While Jenkins and Ford both had feature experience under their belt, “Lion” director Garth Davis is technically on his film debut. But his Emmy-nominated work co-directing acclaimed miniseries “Top of the Lake” with Jane Campion and substantial commercial experience more than prepared him for the job.

“In the early days I always thought film was about art,” Davis says. “But now I realize it can still be that, but the real beauty of film, and challenge, is in sharing a story with an audience.”

By staying true to the incredible story that inspired “Lion,” which follows Indian-born Saroo Brierley, who is raised in Australia after being separated from his birth family, Davis believes he unlocked his own signature style.

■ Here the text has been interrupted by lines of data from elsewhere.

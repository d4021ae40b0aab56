//! In-memory workspace integration tests.
//!
//! Tests are organized into modules by functionality:
//! - `scenario_tests`: End-to-end workflow, schema and dependency scenarios
//! - `cascade_tests`: Team, type and project cascades through the services
//! - `display_id_tests`: Concurrent display identifier allocation

mod in_memory {
    pub mod helpers;

    mod cascade_tests;
    mod display_id_tests;
    mod scenario_tests;
}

“I am open to change [from film to film],” he says. “It excites me, the opportunity to explore different worlds, genres. But I suppose aesthetics, for me, is arriving in a place, after a long journey in how and what interests you as human being. So whilst you can adapt the aesthetics to certain projects, the truth of what you do points back to your own true self.”

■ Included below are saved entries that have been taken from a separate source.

//! Task records and their create and update requests.

use super::{
    EntityKind, ProjectId, ReleaseId, TaskId, TaskTypeId, TeamId, TrackerDomainError,
    error::optional_text, error::required_text,
};
use crate::display_id::domain::DisplayId;
use crate::schema::domain::{CustomData, StatusLabel};
use chrono::{DateTime, Utc};
use mockable::Clock;
use serde::{Deserialize, Serialize};

const MAX_TITLE_LENGTH: usize = 255;

/// A unit of work owned by one team and typed by one of its task types.
#[derive(Debug, Clone, PartialEq, Eq, Serialize, Deserialize)]
pub struct Task {
    id: TaskId,
    display_id: DisplayId,
    title: String,
    description: Option<String>,
    estimation: Option<String>,
    team_id: TeamId,
    task_type_id: TaskTypeId,
    project_id: Option<ProjectId>,
    release_id: Option<ReleaseId>,
    status: StatusLabel,
    custom_data: CustomData,
    created_at: DateTime<Utc>,
    updated_at: DateTime<Utc>,
}

/// Team, type, status and custom data that have been validated together.
#[derive(Debug, Clone, PartialEq, Eq)]
pub(crate) struct TaskPlacement {
    pub(crate) team_id: TeamId,
    pub(crate) task_type_id: TaskTypeId,
    pub(crate) status: StatusLabel,
    pub(crate) custom_data: CustomData,
}

impl Task {
    /// Builds a task from a title already checked by `task_title`.
    pub(crate) fn new(
        display_id: DisplayId,
        title: String,
        request: NewTask,
        placement: TaskPlacement,
        clock: &impl Clock,
    ) -> Self {
        let timestamp = clock.utc();
        Self {
            id: TaskId::new(),
            display_id,
            title,
            description: optional_text(request.description),
            estimation: optional_text(request.estimation),
            team_id: placement.team_id,
            task_type_id: placement.task_type_id,
            project_id: request.project_id,
            release_id: request.release_id,
            status: placement.status,
            custom_data: placement.custom_data,
            created_at: timestamp,
            updated_at: timestamp,
        }
    }

    /// Returns the internal identifier.
    #[must_use]
    pub const fn id(&self) -> TaskId {
        self.id
    }

    /// Returns the immutable display identifier.
    #[must_use]
    pub const fn display_id(&self) -> &DisplayId {
        &self.display_id
    }

    /// Returns the title.
    #[must_use]
    pub fn title(&self) -> &str {
        &self.title
    }

    /// Returns the description, if any.
    #[must_use]
    pub fn description(&self) -> Option<&str> {
        self.description.as_deref()
    }

    /// Returns the free-form estimation, if any.
    #[must_use]
    pub fn estimation(&self) -> Option<&str> {
        self.estimation.as_deref()
    }

    /// Returns the owning team.
    #[must_use]
    pub const fn team_id(&self) -> TeamId {
        self.team_id
    }

    /// Returns the task type.
    #[must_use]
    pub const fn task_type_id(&self) -> TaskTypeId {
        self.task_type_id
    }

    /// Returns the linked project, if any.
    #[must_use]
    pub const fn project_id(&self) -> Option<ProjectId> {
        self.project_id
    }

    /// Returns the linked release, if any.
    #[must_use]
    pub const fn release_id(&self) -> Option<ReleaseId> {
        self.release_id
    }

    /// Returns the workflow status.
    #[must_use]
    pub const fn status(&self) -> &StatusLabel {
        &self.status
    }

    /// Returns the validated custom data.
    #[must_use]
    pub const fn custom_data(&self) -> &CustomData {
        &self.custom_data
    }

    /// Returns the creation timestamp.
    #[must_use]
    pub const fn created_at(&self) -> DateTime<Utc> {
        self.created_at
    }

    /// Returns the last modification timestamp.
    #[must_use]
    pub const fn updated_at(&self) -> DateTime<Utc> {
        self.updated_at
    }

    pub(crate) fn place(&mut self, placement: TaskPlacement, clock: &impl Clock) {
        self.team_id = placement.team_id;
        self.task_type_id = placement.task_type_id;
        self.status = placement.status;
        self.custom_data = placement.custom_data;
        self.updated_at = clock.utc();
    }

    pub(crate) fn move_to_team(&mut self, team_id: TeamId, clock: &impl Clock) {
        self.team_id = team_id;
        self.updated_at = clock.utc();
    }

    pub(crate) fn set_project(&mut self, project_id: Option<ProjectId>, clock: &impl Clock) {
        self.project_id = project_id;
        self.updated_at = clock.utc();
    }

    pub(crate) fn set_release(&mut self, release_id: Option<ReleaseId>, clock: &impl Clock) {
        self.release_id = release_id;
        self.updated_at = clock.utc();
    }

    pub(crate) fn apply_details(
        &mut self,
        update: &TaskUpdate,
        clock: &impl Clock,
    ) -> Result<(), TrackerDomainError> {
        if let Some(title) = &update.title {
            self.title = task_title(title.clone())?;
        }
        if let Some(description) = &update.description {
            self.description = optional_text(description.clone());
        }
        if let Some(estimation) = &update.estimation {
            self.estimation = optional_text(estimation.clone());
        }
        if let Some(project_id) = update.project_id {
            self.project_id = project_id;
        }
        if let Some(release_id) = update.release_id {
            self.release_id = release_id;
        }
        self.updated_at = clock.utc();
        Ok(())
    }
}

pub(crate) fn task_title(title: String) -> Result<String, TrackerDomainError> {
    required_text(EntityKind::Task, title, MAX_TITLE_LENGTH)
}

/// Request to create a task.
///
/// The status defaults to the initial status of the task type's workflow.
#[derive(Debug, Clone, PartialEq, Eq)]
pub struct NewTask {
    pub(crate) title: String,
    pub(crate) team_id: TeamId,
    pub(crate) task_type_id: TaskTypeId,
    pub(crate) description: Option<String>,
    pub(crate) estimation: Option<String>,
    pub(crate) status: Option<String>,
    pub(crate) project_id: Option<ProjectId>,
    pub(crate) release_id: Option<ReleaseId>,
    pub(crate) custom_data: CustomData,
}

impl NewTask {
    /// Creates a request with the required fields.
    #[must_use]
    pub fn new(title: impl Into<String>, team_id: TeamId, task_type_id: TaskTypeId) -> Self {
        Self {
            title: title.into(),
            team_id,
            task_type_id,
            description: None,
            estimation: None,
            status: None,
            project_id: None,
            release_id: None,
            custom_data: CustomData::new(),
        }
    }

    /// Sets the description.
    #[must_use]
    pub fn with_description(mut self, description: impl Into<String>) -> Self {
        self.description = Some(description.into());
        self
    }

    /// Sets the estimation.
    #[must_use]
    pub fn with_estimation(mut self, estimation: impl Into<String>) -> Self {
        self.estimation = Some(estimation.into());
        self
    }

    /// Sets an explicit initial status.
    #[must_use]
    pub fn with_status(mut self, status: impl Into<String>) -> Self {
        self.status = Some(status.into());
        self
    }

    /// Links the task to a project.
    #[must_use]
    pub const fn with_project(mut self, project_id: ProjectId) -> Self {
        self.project_id = Some(project_id);
        self
    }

    /// Links the task to a release.
    #[must_use]
    pub const fn with_release(mut self, release_id: ReleaseId) -> Self {
        self.release_id = Some(release_id);
        self
    }

    /// Sets the custom data.
    #[must_use]
    pub fn with_custom_data(mut self, custom_data: CustomData) -> Self {
        self.custom_data = custom_data;
        self
    }

    /// Returns the requested team.
    #[must_use]
    pub const fn team_id(&self) -> TeamId {
        self.team_id
    }

    /// Returns the requested task type.
    #[must_use]
    pub const fn task_type_id(&self) -> TaskTypeId {
        self.task_type_id
    }
}

/// Partial update of a task. Absent fields are left unchanged.
///
/// Changing the task type (or the team together with a type of that team)
/// keeps the status when the new workflow contains it and otherwise resets it
/// to the new initial status. Custom data is revalidated whenever it or the
/// type changes.
#[derive(Debug, Clone, Default, PartialEq, Eq)]
pub struct TaskUpdate {
    pub(crate) title: Option<String>,
    pub(crate) description: Option<Option<String>>,
    pub(crate) estimation: Option<Option<String>>,
    pub(crate) status: Option<String>,
    pub(crate) team_id: Option<TeamId>,
    pub(crate) task_type_id: Option<TaskTypeId>,
    pub(crate) project_id: Option<Option<ProjectId>>,
    pub(crate) release_id: Option<Option<ReleaseId>>,
    pub(crate) custom_data: Option<CustomData>,
}

impl TaskUpdate {
    /// Creates an empty update.
    #[must_use]
    pub fn new() -> Self {
        Self::default()
    }

    /// Replaces the title.
    #[must_use]
    pub fn with_title(mut self, title: impl Into<String>) -> Self {
        self.title = Some(title.into());
        self
    }

    /// Replaces or clears the description.
    #[must_use]
    pub fn with_description(mut self, description: Option<String>) -> Self {
        self.description = Some(description);
        self
    }

    /// Replaces or clears the estimation.
    #[must_use]
    pub fn with_estimation(mut self, estimation: Option<String>) -> Self {
        self.estimation = Some(estimation);
        self
    }

    /// Moves the task to another status of its workflow.
    #[must_use]
    pub fn with_status(mut self, status: impl Into<String>) -> Self {
        self.status = Some(status.into());
        self
    }

    /// Moves the task to another team.
    #[must_use]
    pub const fn with_team(mut self, team_id: TeamId) -> Self {
        self.team_id = Some(team_id);
        self
    }

    /// Moves the task to another task type.
    #[must_use]
    pub const fn with_task_type(mut self, task_type_id: TaskTypeId) -> Self {
        self.task_type_id = Some(task_type_id);
        self
    }

    /// Links to a project, or unlinks with `None`.
    #[must_use]
    pub const fn with_project(mut self, project_id: Option<ProjectId>) -> Self {
        self.project_id = Some(project_id);
        self
    }

    /// Links to a release, or unlinks with `None`.
    #[must_use]
    pub const fn with_release(mut self, release_id: Option<ReleaseId>) -> Self {
        self.release_id = Some(release_id);
        self
    }

    /// Replaces the custom data.
    #[must_use]
    pub fn with_custom_data(mut self, custom_data: CustomData) -> Self {
        self.custom_data = Some(custom_data);
        self
    }
}

/// Criteria for listing tasks. Every criterion set must match.
#[derive(Debug, Clone, Default, PartialEq, Eq)]
pub struct TaskFilter {
    team_id: Option<TeamId>,
    task_type_id: Option<TaskTypeId>,
    project_id: Option<ProjectId>,
    release_id: Option<ReleaseId>,
    statuses: Vec<String>,
}

impl TaskFilter {
    /// Creates a filter matching every task.
    #[must_use]
    pub fn new() -> Self {
        Self::default()
    }

    /// Restricts to one team.
    #[must_use]
    pub const fn with_team(mut self, team_id: TeamId) -> Self {
        self.team_id = Some(team_id);
        self
    }

    /// Restricts to one task type.
    #[must_use]
    pub const fn with_task_type(mut self, task_type_id: TaskTypeId) -> Self {
        self.task_type_id = Some(task_type_id);
        self
    }

    /// Restricts to one project.
    #[must_use]
    pub const fn with_project(mut self, project_id: ProjectId) -> Self {
        self.project_id = Some(project_id);
        self
    }

    /// Restricts to one release.
    #[must_use]
    pub const fn with_release(mut self, release_id: ReleaseId) -> Self {
        self.release_id = Some(release_id);
        self
    }

    /// Restricts to any of the given statuses.
    #[must_use]
    pub fn with_statuses<I, S>(mut self, statuses: I) -> Self
    where
        I: IntoIterator<Item = S>,
        S: Into<String>,
    {
        self.statuses = statuses.into_iter().map(Into::into).collect();
        self
    }

    /// Returns `true` when `task` satisfies every criterion.
    #[must_use]
    pub fn matches(&self, task: &Task) -> bool {
        self.team_id.is_none_or(|id| id == task.team_id)
            && self.task_type_id.is_none_or(|id| id == task.task_type_id)
            && self.project_id.is_none_or(|id| task.project_id == Some(id))
            && self.release_id.is_none_or(|id| task.release_id == Some(id))
            && (self.statuses.is_empty()
                || self.statuses.iter().any(|status| task.status == status.as_str()))
    }
}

Honesty was also paramount for Theodore Melfi on his third feature, “Hidden Figures.” The inspirational historical drama about three black women who played pivotal roles in the early days of NASA’s space program had an unexpected personal connection for Melfi.

“I believe the pages of the script are your blueprint. How the characters talk, how they act, tells you everything you need to know about tone and look and style,” says Melfi, who shares a writing credit with Allison Schroeder.

“I wanted to infuse the family life [into the script] and the balance between home life and work life. How these women lived in the segregated lifestyle in 1961, imagine being a single mom of three in 1961? My mom was a single mom of three, I kind of got it.”

Melfi had an unusually long gap between his directorial debut, the 1999 indie “Winding Roads,” and his second film, 2014’s “St. Vincent.” Like Jenkins, he built up his skills on numerous short films and commercials. When it came time to helm “Figures” for 20th Century Fox, he felt ready.

“For the past 20 years the commercial career has allowed me to shoot any scenario I can imagine,” he says. “I’ve learned to be very, very efficient and very detailed. I’m an insane storyboarder and meticulous preparer of every detail. The emotional reason for every shot goes into my storyboards. [Making a movie] is over so fast and there’s no time to not be prepared.”

Like Melfi, writer-director Kenneth Lonergan had an extended gap between his 2000 debut “You Can Count on Me,” troubled follow-up “Margaret” (shot in 2005 and released in 2011), and current contender “Manchester by the Sea.” He joins Denzel Washington (“Fences”) and Damien Chazelle (“La La Land”) as top contenders for their third films.

Mike Mills, writer-director of “20th Century Women,” also feels he came into his own with time, citing his previous film, 2010’s “Beginners” (which won Christopher Plummer a supporting actor Oscar), as the breakthrough.

“The last two films I really feel happy with what I can do with my filmmaking,” Mills says. “It’s very personal to me and my background coming from art school and not film school, incorporating different media and a more open idea of what’s allowed inside a film.”

But it was after completing his first feature, 2005’s “Thumbsucker,” that, Mills says, he learned a valuable lesson from Oscar-nominated helmer Spike Jonze.

“I asked him, ‘Does it get easier?’ and he said, ‘Oh no, not at all.’ I didn’t expect that to be his answer. He said, ‘Maybe if you made the exact same film again, maybe it would get easier, but probably not. Besides, you’ll make a completely different film with completely new problems and the problems always surprise you.’

“Spike is farther down the road than me, and I was like ‘Holy crap.’ But that’s proved to be true. If you know that, it’s much easier to roll with it.”